Para essa construção ativa do cuidado integral, Cecílio (2001) assinala a importância de os profissionais de saúde estarem sempre atentos “à possibilidade e potencialidade de agregação de outros saberes disponíveis na equipe e de outras práticas disponíveis em outros serviços, de saúde ou não” (CECÍLIO, 2001, p. 119). Nessa lógica, cabe destacar o pensamento de Stephan-Souza (2012) ao afirmar que ações resolutivas em saúde requerem necessariamente ações complementares com outros serviços e níveis de atenção à saúde, como também parcerias com distintos setores sociais. Para a autora, essas parcerias são importantes para que se possa intervir no núcleo do problema de saúde que nem sempre decorre da falta de assistência em uma área, mas sim por falta de interação com outras áreas. A intersetorialidade, desse modo, compreende o potencial de articulação com as políticas de educação, assistência/previdência, habitação, trabalho, entre outras, frente à adequação às necessidades dos segmentos sociais vulnerabilizados ou em situação de risco social e sanitário (STEPHAN SOUZA, 2012). Nas palavras da autora:

A intersetorialidade, além da intrínseca consonância com o objeto saúde, tem como condição a reestruturação de vários setores e saberes próprios e específicos, no sentido de desenvolver uma visão mais abrangente, adequada e menos falha, para proporcionar uma resposta apropriada aos possíveis problemas de saúde deparados no cotidiano, quase sempre de origens multicausais ou multissetoriais. (STEPNHAN-SOUZA, 2012, p. 14).

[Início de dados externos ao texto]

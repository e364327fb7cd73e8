//! Inline image payloads for icon overlays.

use base64::Engine;

use crate::errors::IconError;

use super::label::{IconKind, LabelIcon};

/// Largest accepted upload (500 KiB)
pub const MAX_IMAGE_BYTES: usize = 500 * 1024;

/// A validated image, encoded as a self-contained `data:` URL.
#[derive(Debug, Clone, PartialEq, Eq)]
pub struct ImageData {
    media_type: String,
    data_url: String,
}

impl ImageData {
    /// Validate and encode raw image bytes.
    pub fn from_bytes(bytes: &[u8], media_type: &str) -> Result<Self, IconError> {
        if bytes.len() > MAX_IMAGE_BYTES {
            crate::log::warn!(size = bytes.len(), limit = MAX_IMAGE_BYTES, "rejecting oversized image");
            return Err(IconError::ImageTooLarge {
                size: bytes.len(),
                limit: MAX_IMAGE_BYTES,
            });
        }
        if bytes.is_empty() {
            return Err(IconError::EmptyImage);
        }
        let media_type = media_type.trim().to_ascii_lowercase();
        if !media_type.starts_with("image/") || media_type.len() == "image/".len() {
            return Err(IconError::UnsupportedMediaType { media_type });
        }

        let encoded = base64::engine::general_purpose::STANDARD.encode(bytes);
        crate::log::debug!(size = bytes.len(), media_type = %media_type, "encoded image icon");
        let data_url = format!("data:{media_type};base64,{encoded}");
        Ok(Self { media_type, data_url })
    }

    pub fn media_type(&self) -> &str {
        &self.media_type
    }

    pub fn data_url(&self) -> &str {
        &self.data_url
    }

    /// Turn `base` into an image icon carrying this payload. Size, position
    /// and rotation are kept.
    pub fn into_icon(self, base: LabelIcon) -> LabelIcon {
        LabelIcon {
            kind: IconKind::Image,
            value: self.data_url,
            ..base
        }
    }
}
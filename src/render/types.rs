//! Declarative description of a rendered label.
//!
//! Everything here is in output units (millimetres for print, CSS pixels
//! for previews), already scaled.

use crate::model::{FontStyle, FontWeight, LabelId};
use crate::types::{Point, Rect, Rotation, Size};

pub type RectOut = Rect<f64>;
pub type PointOut = Point<f64>;

/// Horizontal anchoring inside an area
#[derive(Debug, Clone, Copy, PartialEq, Eq)]
pub enum Anchor {
    Start,
    Middle,
    End,
}

impl Anchor {
    /// SVG `text-anchor` value
    pub fn as_svg(self) -> &'static str {
        match self {
            Anchor::Start => "start",
            Anchor::Middle => "middle",
            Anchor::End => "end",
        }
    }

    /// X coordinate of this anchor within `rect`.
    pub fn x_in(self, rect: &RectOut) -> f64 {
        match self {
            Anchor::Start => rect.origin.x,
            Anchor::Middle => rect.center().x,
            Anchor::End => rect.right(),
        }
    }
}

#[derive(Debug, Clone, Copy, PartialEq, Eq)]
pub enum WritingMode {
    HorizontalTb,
    VerticalRl,
}

impl WritingMode {
    pub fn as_css(self) -> &'static str {
        match self {
            WritingMode::HorizontalTb => "horizontal-tb",
            WritingMode::VerticalRl => "vertical-rl",
        }
    }
}

/// A padded rectangle
#[derive(Debug, Clone, Copy, PartialEq)]
pub struct Region {
    pub rect: RectOut,
    pub padding: f64,
}

impl Region {
    /// The rectangle inside the padding. Collapses to zero size rather than
    /// going negative.
    pub fn content(&self) -> RectOut {
        let w = (self.rect.size.w - 2.0 * self.padding).max(0.0);
        let h = (self.rect.size.h - 2.0 * self.padding).max(0.0);
        Rect::new(
            Point::new(self.rect.origin.x + self.padding, self.rect.origin.y + self.padding),
            Size::new(w, h),
        )
    }
}

/// Header or body text, ready to draw
#[derive(Debug, Clone, PartialEq)]
pub struct TextBlock {
    pub region: Region,
    /// One entry per source line; empty when nothing is drawn
    pub lines: Vec<String>,
    /// True when `lines` holds the preview placeholder
    pub placeholder: bool,
    pub font_family: String,
    pub font_size: f64,
    pub font_weight: FontWeight,
    pub font_style: FontStyle,
    pub color: String,
    pub anchor: Anchor,
    pub writing_mode: WritingMode,
    /// Rotations in application order (orientation flip first)
    pub transforms: Vec<Rotation>,
    /// Net effect of `transforms`
    pub rotation: Rotation,
}

impl TextBlock {
    pub fn is_blank(&self) -> bool {
        self.lines.iter().all(|l| l.is_empty())
    }
}

/// Which way a divider stroke runs
#[derive(Debug, Clone, Copy, PartialEq, Eq)]
pub enum StrokeAxis {
    Vertical,
    Horizontal,
}

#[derive(Debug, Clone, Copy, PartialEq)]
pub struct DashPattern {
    pub on: f64,
    pub off: f64,
}

/// Visible divider as a filled rectangle, optionally dashed along `axis`
#[derive(Debug, Clone, PartialEq)]
pub struct DividerStroke {
    pub rect: RectOut,
    pub axis: StrokeAxis,
    pub color: String,
    pub dash: Option<DashPattern>,
}

impl DividerStroke {
    /// Stroke width across the axis
    pub fn thickness(&self) -> f64 {
        match self.axis {
            StrokeAxis::Vertical => self.rect.size.w,
            StrokeAxis::Horizontal => self.rect.size.h,
        }
    }

    /// Centre line of the stroke, start to end
    pub fn center_line(&self) -> (PointOut, PointOut) {
        let r = &self.rect;
        let c = r.center();
        match self.axis {
            StrokeAxis::Vertical => (Point::new(c.x, r.origin.y), Point::new(c.x, r.bottom())),
            StrokeAxis::Horizontal => (Point::new(r.origin.x, c.y), Point::new(r.right(), c.y)),
        }
    }
}

#[derive(Debug, Clone, PartialEq)]
pub enum IconContent {
    Symbol { glyph: String, font_size: f64, color: String },
    /// `href` is a `data:` URL; the image fits a `max_size` square
    Image { href: String, max_size: f64 },
}

/// Icon layer drawn above both text regions
#[derive(Debug, Clone, PartialEq)]
pub struct IconOverlay {
    /// The whole label box, padded
    pub area: Region,
    pub anchor: Anchor,
    pub content: IconContent,
    pub rotation: Rotation,
}

impl IconOverlay {
    /// Extent of the drawn glyph or image, used as rotation pivot.
    pub fn footprint(&self) -> RectOut {
        let content = self.area.content();
        let side = match &self.content {
            IconContent::Symbol { font_size, .. } => *font_size,
            IconContent::Image { max_size, .. } => *max_size,
        };
        let x = match self.anchor {
            Anchor::Start => content.origin.x,
            Anchor::Middle => content.center().x - side / 2.0,
            Anchor::End => content.right() - side,
        };
        let y = content.center().y - side / 2.0;
        Rect::new(Point::new(x, y), Size::new(side, side))
    }
}

/// Complete render description of one label
#[derive(Debug, Clone, PartialEq)]
pub struct LabelBox {
    pub id: LabelId,
    pub rect: RectOut,
    pub background: String,
    pub header: TextBlock,
    pub body: TextBlock,
    pub divider: Option<DividerStroke>,
    pub icon: Option<IconOverlay>,
}
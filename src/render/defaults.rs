//! Default sizes and settings for label and sheet output

use crate::types::{Mm, Pt, Px};

/// Inner padding of the header, body and icon areas
pub const REGION_PADDING: Mm = Mm::mm(2.0);

/// Dashed divider pattern (on, off)
pub const DASHED: (Px, Px) = (Px(4.0), Px(4.0));
/// Dotted divider pattern (on, off)
pub const DOTTED: (Px, Px) = (Px(2.0), Px(4.0));

pub const HEADER_PLACEHOLDER: &str = "Titel eingeben...";
pub const BODY_PLACEHOLDER: &str = "Text eingeben...";
pub const PLACEHOLDER_COLOR: &str = "#9ca3af";

/// Image icons fit a square of `size * IMAGE_SIZE_FACTOR` pixels
pub const IMAGE_SIZE_FACTOR: f64 = 1.5;

/// Line advance as a multiple of the font size
pub const LINE_HEIGHT: f64 = 1.2;

pub const SHEET_FILL: &str = "#ffffff";
pub const SHEET_BORDER: &str = "#e2e8f0";
pub const LABEL_BORDER: &str = "#e2e8f0";
/// Printable-area outline in previews
pub const GUIDE_COLOR: &str = "#d1d5db";
pub const GUIDE_DASH: (Px, Px) = (Px(4.0), Px(2.0));
pub const HAIRLINE: Px = Px(1.0);

pub const EMPTY_PAGE_HINT: &str = "Klicke hier um ein Etikett zu erstellen";
pub const HINT_COLOR: &str = "#9ca3af";
pub const HINT_FONT_SIZE: Pt = Pt(10.5);

// Calibration sheet

pub const RULER_DEPTH: Mm = Mm::mm(5.0);
pub const RULER_STEP: Mm = Mm::mm(10.0);
pub const CROSS_LENGTH: Mm = Mm::mm(20.0);
pub const CROSS_THICKNESS: Mm = Mm::mm(0.5);
pub const CORNER_INSET: Mm = Mm::mm(5.0);
pub const CORNER_LENGTH: Mm = Mm::mm(10.0);
pub const INFO_OFFSET: Mm = Mm::mm(10.0);
pub const INFO_FONT_SIZE: Pt = Pt(10.0);
pub const FRAME_COLOR: &str = "#999999";
pub const INFO_COLOR: &str = "#333333";
pub const INFO_FONT: &str = "Arial, sans-serif";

Portanto, as ações integradas na rede de serviços a partir do hospital, se fazem necessárias para ampliar a resolutividade da rede de atenção à saúde, e não podem ser negligenciadas. Para tanto, todo o processo que envolve ações

integradas na rede de serviços exige a formação acurada dos profissionais, alicerçada no conhecimento de uma clínica ampliada que incorpore conceitos, metodologias e gestão da rede em saúde.

De uma maneira geral, espera-se que o conteúdo desta seção possa ter fornecido elementos para a compreensão de que o processo de trabalho sobre o eixo da integralidade remete a ações resolutivas de saúde no hospital e a partir do hospital, entendendo a resolutividade das ações como ferramenta efetiva à produção do cuidado nos serviços públicos de saúde.

É importante também esclarecer que, embora o termo resolutividade tenha sido abordado de forma sucinta neste trabalho, este consiste de enorme complexidade por se tratar de um termo embrionário, empregado e entendido sob vários prismas. Assim, por não ser pretensão aprofundar-se a essa temática, espera- se que os esforços de síntese tenham sido, ainda que minimamente explorados, suficientes para compreensão e análise da pesquisa.